ASSIGNED TASK:
Line by line, set down the following material again exactly.
##############################
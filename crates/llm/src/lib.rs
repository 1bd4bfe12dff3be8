//! LLM integration crate for Shelf.
//!
//! Provider-agnostic abstraction over the language models that rewrite
//! questions, score candidates and write answers.
//!
//! # Providers
//! - **Ollama**: Local LLM runtime (default)
//! - **Gemini**: Google Generative Language API
//!
//! # Example
//! ```no_run
//! use shelf_llm::{LlmClient, LlmRequest, providers::OllamaClient};
//!
//! # async fn example() -> Result<(), Box<dyn std::error::Error>> {
//! let client = OllamaClient::new();
//! let request = LlmRequest::new("Recommend a short novel", "llama3.2");
//! let response = client.complete(&request).await?;
//! println!("{}", response.content);
//! # Ok(())
//! # }
//! ```

pub mod client;
pub mod factory;
pub mod providers;
pub mod types;

// Re-export main types
pub use client::{
    LlmClient, LlmRequest, LlmResponse, LlmStream, LlmStreamChunk, LlmUsage, ModelInfo,
};
pub use factory::create_client;
pub use providers::{GeminiClient, OllamaClient};
pub use types::ProviderType;
impl CatalogStore for SqliteStore {
    fn insert_book(&self, book: &NewBook) -> AppResult<Book> {
        let conn = self.conn()?;
        conn.execute(
            "INSERT INTO books (title, author, genre, publication_year, description) \
             VALUES (?1, ?2, ?3, ?4, ?5)",
            params![
                book.title.trim(),
                book.author.trim(),
                book.genre.trim(),
                book.publication_year,
                book.description.trim(),
            ],
        )
        .map_err(|e| AppError::Store(format!("Failed to insert book: {}", e)))?;

        Ok(Book {
            id: conn.last_insert_rowid(),
            title: book.title.trim().to_string(),
            author: book.author.trim().to_string(),
            genre: book.genre.trim().to_string(),
            publication_year: book.publication_year,
            description: book.description.trim().to_string(),
        })
    }

    fn get_book(&self, book_id: i64) -> AppResult<Option<Book>> {
        let conn = self.conn()?;
        conn.query_row(
            "SELECT id, title, author, genre, publication_year, description FROM books WHERE id = ?1",
            params![book_id],
            |row| book_from_row(row, 0),
        )
        .optional()
        .map_err(|e| AppError::Store(format!("Failed to fetch book {}: {}", book_id, e)))
    }

    fn list_books(&self) -> AppResult<Vec<Book>> {
        let conn = self.conn()?;
        let mut stmt = conn
            .prepare(
                "SELECT id, title, author, genre, publication_year, description FROM books \
                 ORDER BY title COLLATE NOCASE, id",
            )
            .map_err(|e| AppError::Store(format!("Failed to prepare query: {}", e)))?;

        let rows = stmt
            .query_map([], |row| book_from_row(row, 0))
            .map_err(|e| AppError::Store(format!("Failed to list books: {}", e)))?;

        rows.collect::<Result<Vec<_>, _>>()
            .map_err(|e| AppError::Store(format!("Failed to read book: {}", e)))
    }

    fn search_books(&self, query: &str) -> AppResult<Vec<Book>> {
        let conn = self.conn()?;
        let mut stmt = conn
            .prepare(
                "SELECT id, title, author, genre, publication_year, description FROM books \
                 WHERE instr(lower(title), lower(?1)) > 0 OR instr(lower(author), lower(?1)) > 0 \
                 ORDER BY title COLLATE NOCASE, id",
            )
            .map_err(|e| AppError::Store(format!("Failed to prepare query: {}", e)))?;

        let rows = stmt
            .query_map(params![query], |row| book_from_row(row, 0))
            .map_err(|e| AppError::Store(format!("Failed to search books: {}", e)))?;

        rows.collect::<Result<Vec<_>, _>>()
            .map_err(|e| AppError::Store(format!("Failed to read book: {}", e)))
    }

    fn insert_entry(&self, entry: &UserBook) -> AppResult<UserBook> {
        let conn = self.conn()?;
        conn.execute(
            "INSERT INTO user_books (user_id, book_id, status, rating, notes, updated_at) \
             VALUES (?1, ?2, ?3, ?4, ?5, ?6)",
            params![
                entry.user_id,
                entry.book_id,
                entry.status.as_str(),
                entry.rating.map(i64::from),
                entry.notes,
                format_timestamp(&entry.updated_at),
            ],
        )
        .map_err(|e| AppError::Store(format!("Failed to insert shelf entry: {}", e)))?;

        Ok(UserBook {
            id: conn.last_insert_rowid(),
            ..entry.clone()
        })
    }

    fn update_entry(&self, entry: &UserBook) -> AppResult<()> {
        let conn = self.conn()?;
        let updated = conn
            .execute(
                "UPDATE user_books SET status = ?1, rating = ?2, notes = ?3, updated_at = ?4 \
                 WHERE id = ?5 AND user_id = ?6",
                params![
                    entry.status.as_str(),
                    entry.rating.map(i64::from),
                    entry.notes,
                    format_timestamp(&entry.updated_at),
                    entry.id,
                    entry.user_id,
                ],
            )
            .map_err(|e| AppError::Store(format!("Failed to update shelf entry: {}", e)))?;

        if updated == 0 {
            return Err(AppError::NotFound(format!("Shelf entry {}", entry.id)));
        }
        Ok(())
    }

    fn delete_entry(&self, user_id: UserId, user_book_id: i64) -> AppResult<bool> {
        let conn = self.conn()?;
        let deleted = conn
            .execute(
                "DELETE FROM user_books WHERE id = ?1 AND user_id = ?2",
                params![user_book_id, user_id],
            )
            .map_err(|e| AppError::Store(format!("Failed to delete shelf entry: {}", e)))?;
        Ok(deleted > 0)
    }

    fn get_entry(&self, user_id: UserId, user_book_id: i64) -> AppResult<Option<ShelfEntry>> {
        Ok(self
            .query_entries("ub.user_id = ?1 AND ub.id = ?2", params![user_id, user_book_id])?
            .into_iter()
            .next())
    }

    fn find_entry(&self, user_id: UserId, book_id: i64) -> AppResult<Option<ShelfEntry>> {
        Ok(self
            .query_entries("ub.user_id = ?1 AND ub.book_id = ?2", params![user_id, book_id])?
            .into_iter()
            .next())
    }

    fn list_entries(
        &self,
        user_id: UserId,
        status: Option<ReadingStatus>,
    ) -> AppResult<Vec<ShelfEntry>> {
        self.query_entries(
            "ub.user_id = ?1 AND (?2 IS NULL OR ub.status = ?2)",
            params![user_id, status.map(|s| s.as_str())],
        )
    }

    fn list_users(&self) -> AppResult<Vec<UserId>> {
        let conn = self.conn()?;
        let mut stmt = conn
            .prepare("SELECT DISTINCT user_id FROM user_books ORDER BY user_id")
            .map_err(|e| AppError::Store(format!("Failed to prepare query: {}", e)))?;

        let rows = stmt
            .query_map([], |row| row.get(0))
            .map_err(|e| AppError::Store(format!("Failed to list users: {}", e)))?;

        rows.collect::<Result<Vec<_>, _>>()
            .map_err(|e| AppError::Store(format!("Failed to read user id: {}", e)))
    }

    fn shelf_stats(&self, user_id: UserId) -> AppResult<ShelfStats> {
        let conn = self.conn()?;
        conn.query_row(
            "SELECT COUNT(*), COALESCE(SUM(status = ?2), 0), AVG(rating) \
             FROM user_books WHERE user_id = ?1",
            params![user_id, ReadingStatus::Read.as_str()],
            |row| {
                Ok(ShelfStats {
                    total_books: row.get::<_, i64>(0)? as usize,
                    books_read: row.get::<_, i64>(1)? as usize,
                    average_rating: row.get(2)?,
                })
            },
        )
        .map_err(|e| AppError::Store(format!("Failed to compute shelf stats: {}", e)))
    }
}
##############################
ANSWER TO THE PROBLEM:
filename crates/llm/src/lib.rs
repository 1bd4bfe12dff3be8
//! LLM integration crate for Shelf.
//!
//! Provider-agnostic abstraction over the language models that rewrite
//! questions, score candidates and write answers.
//!
//! # Providers
//! - **Ollama**: Local LLM runtime (default)
//! - **Gemini**: Google Generative Language API
//!
//! # Example
//! ```no_run
//! use shelf_llm::{LlmClient, LlmRequest, providers::OllamaClient};
//!
//! # async fn example() -> Result<(), Box<dyn std::error::Error>> {
//! let client = OllamaClient::new();
//! let request = LlmRequest::new("Recommend a short novel", "llama3.2");
//! let response = client.complete(&request).await?;
//! println!("{}", response.content);
//! # Ok(())
//! # }
//! ```

pub mod client;
pub mod factory;
pub mod providers;
pub mod types;

// Re-export main types
pub use client::{
    LlmClient, LlmRequest, LlmResponse, LlmStream, LlmStreamChunk, LlmUsage, ModelInfo,
};
pub use factory::create_client;
pub use providers::{GeminiClient, OllamaClient};
pub use types::ProviderType;
impl CatalogStore for SqliteStore {
    fn insert_book(&self, book: &NewBook) -> AppResult<Book> {
        let conn = self.conn()?;
        conn.execute(
            "INSERT INTO books (title, author, genre, publication_year, description) \
             VALUES (?1, ?2, ?3, ?4, ?5)",
            params![
                book.title.trim(),
                book.author.trim(),
                book.genre.trim(),
                book.publication_year,
                book.description.trim(),
            ],
        )
        .map_err(|e| AppError::Store(format!("Failed to insert book: {}", e)))?;

        Ok(Book {
            id: conn.last_insert_rowid(),
            title: book.title.trim().to_string(),
            author: book.author.trim().to_string(),
            genre: book.genre.trim().to_string(),
            publication_year: book.publication_year,
            description: book.description.trim().to_string(),
        })
    }

    fn get_book(&self, book_id: i64) -> AppResult<Option<Book>> {
        let conn = self.conn()?;
        conn.query_row(
            "SELECT id, title, author, genre, publication_year, description FROM books WHERE id = ?1",
            params![book_id],
            |row| book_from_row(row, 0),
        )
        .optional()
        .map_err(|e| AppError::Store(format!("Failed to fetch book {}: {}", book_id, e)))
    }

    fn list_books(&self) -> AppResult<Vec<Book>> {
        let conn = self.conn()?;
        let mut stmt = conn
            .prepare(
                "SELECT id, title, author, genre, publication_year, description FROM books \
                 ORDER BY title COLLATE NOCASE, id",
            )
            .map_err(|e| AppError::Store(format!("Failed to prepare query: {}", e)))?;

        let rows = stmt
            .query_map([], |row| book_from_row(row, 0))
            .map_err(|e| AppError::Store(format!("Failed to list books: {}", e)))?;

        rows.collect::<Result<Vec<_>, _>>()
            .map_err(|e| AppError::Store(format!("Failed to read book: {}", e)))
    }

    fn search_books(&self, query: &str) -> AppResult<Vec<Book>> {
        let conn = self.conn()?;
        let mut stmt = conn
            .prepare(
                "SELECT id, title, author, genre, publication_year, description FROM books \
                 WHERE instr(lower(title), lower(?1)) > 0 OR instr(lower(author), lower(?1)) > 0 \
                 ORDER BY title COLLATE NOCASE, id",
            )
            .map_err(|e| AppError::Store(format!("Failed to prepare query: {}", e)))?;

        let rows = stmt
            .query_map(params![query], |row| book_from_row(row, 0))
            .map_err(|e| AppError::Store(format!("Failed to search books: {}", e)))?;

        rows.collect::<Result<Vec<_>, _>>()
            .map_err(|e| AppError::Store(format!("Failed to read book: {}", e)))
    }

    fn insert_entry(&self, entry: &UserBook) -> AppResult<UserBook> {
        let conn = self.conn()?;
        conn.execute(
            "INSERT INTO user_books (user_id, book_id, status, rating, notes, updated_at) \
             VALUES (?1, ?2, ?3, ?4, ?5, ?6)",
            params![
                entry.user_id,
                entry.book_id,
                entry.status.as_str(),
                entry.rating.map(i64::from),
                entry.notes,
                format_timestamp(&entry.updated_at),
            ],
        )
        .map_err(|e| AppError::Store(format!("Failed to insert shelf entry: {}", e)))?;

        Ok(UserBook {
            id: conn.last_insert_rowid(),
            ..entry.clone()
        })
    }

    fn update_entry(&self, entry: &UserBook) -> AppResult<()> {
        let conn = self.conn()?;
        let updated = conn
            .execute(
                "UPDATE user_books SET status = ?1, rating = ?2, notes = ?3, updated_at = ?4 \
                 WHERE id = ?5 AND user_id = ?6",
                params![
                    entry.status.as_str(),
                    entry.rating.map(i64::from),
                    entry.notes,
                    format_timestamp(&entry.updated_at),
                    entry.id,
                    entry.user_id,
                ],
            )
            .map_err(|e| AppError::Store(format!("Failed to update shelf entry: {}", e)))?;

        if updated == 0 {
            return Err(AppError::NotFound(format!("Shelf entry {}", entry.id)));
        }
        Ok(())
    }

    fn delete_entry(&self, user_id: UserId, user_book_id: i64) -> AppResult<bool> {
        let conn = self.conn()?;
        let deleted = conn
            .execute(
                "DELETE FROM user_books WHERE id = ?1 AND user_id = ?2",
                params![user_book_id, user_id],
            )
            .map_err(|e| AppError::Store(format!("Failed to delete shelf entry: {}", e)))?;
        Ok(deleted > 0)
    }

    fn get_entry(&self, user_id: UserId, user_book_id: i64) -> AppResult<Option<ShelfEntry>> {
        Ok(self
            .query_entries("ub.user_id = ?1 AND ub.id = ?2", params![user_id, user_book_id])?
            .into_iter()
            .next())
    }

    fn find_entry(&self, user_id: UserId, book_id: i64) -> AppResult<Option<ShelfEntry>> {
        Ok(self
            .query_entries("ub.user_id = ?1 AND ub.book_id = ?2", params![user_id, book_id])?
            .into_iter()
            .next())
    }

    fn list_entries(
        &self,
        user_id: UserId,
        status: Option<ReadingStatus>,
    ) -> AppResult<Vec<ShelfEntry>> {
        self.query_entries(
            "ub.user_id = ?1 AND (?2 IS NULL OR ub.status = ?2)",
            params![user_id, status.map(|s| s.as_str())],
        )
    }

    fn list_users(&self) -> AppResult<Vec<UserId>> {
        let conn = self.conn()?;
        let mut stmt = conn
            .prepare("SELECT DISTINCT user_id FROM user_books ORDER BY user_id")
            .map_err(|e| AppError::Store(format!("Failed to prepare query: {}", e)))?;

        let rows = stmt
            .query_map([], |row| row.get(0))
            .map_err(|e| AppError::Store(format!("Failed to list users: {}", e)))?;

        rows.collect::<Result<Vec<_>, _>>()
            .map_err(|e| AppError::Store(format!("Failed to read user id: {}", e)))
    }

    fn shelf_stats(&self, user_id: UserId) -> AppResult<ShelfStats> {
        let conn = self.conn()?;
        conn.query_row(
            "SELECT COUNT(*), COALESCE(SUM(status = ?2), 0), AVG(rating) \
             FROM user_books WHERE user_id = ?1",
            params![user_id, ReadingStatus::Read.as_str()],
            |row| {
                Ok(ShelfStats {
                    total_books: row.get::<_, i64>(0)? as usize,
                    books_read: row.get::<_, i64>(1)? as usize,
                    average_rating: row.get(2)?,
                })
            },
        )
        .map_err(|e| AppError::Store(format!("Failed to compute shelf stats: {}", e)))
    }
}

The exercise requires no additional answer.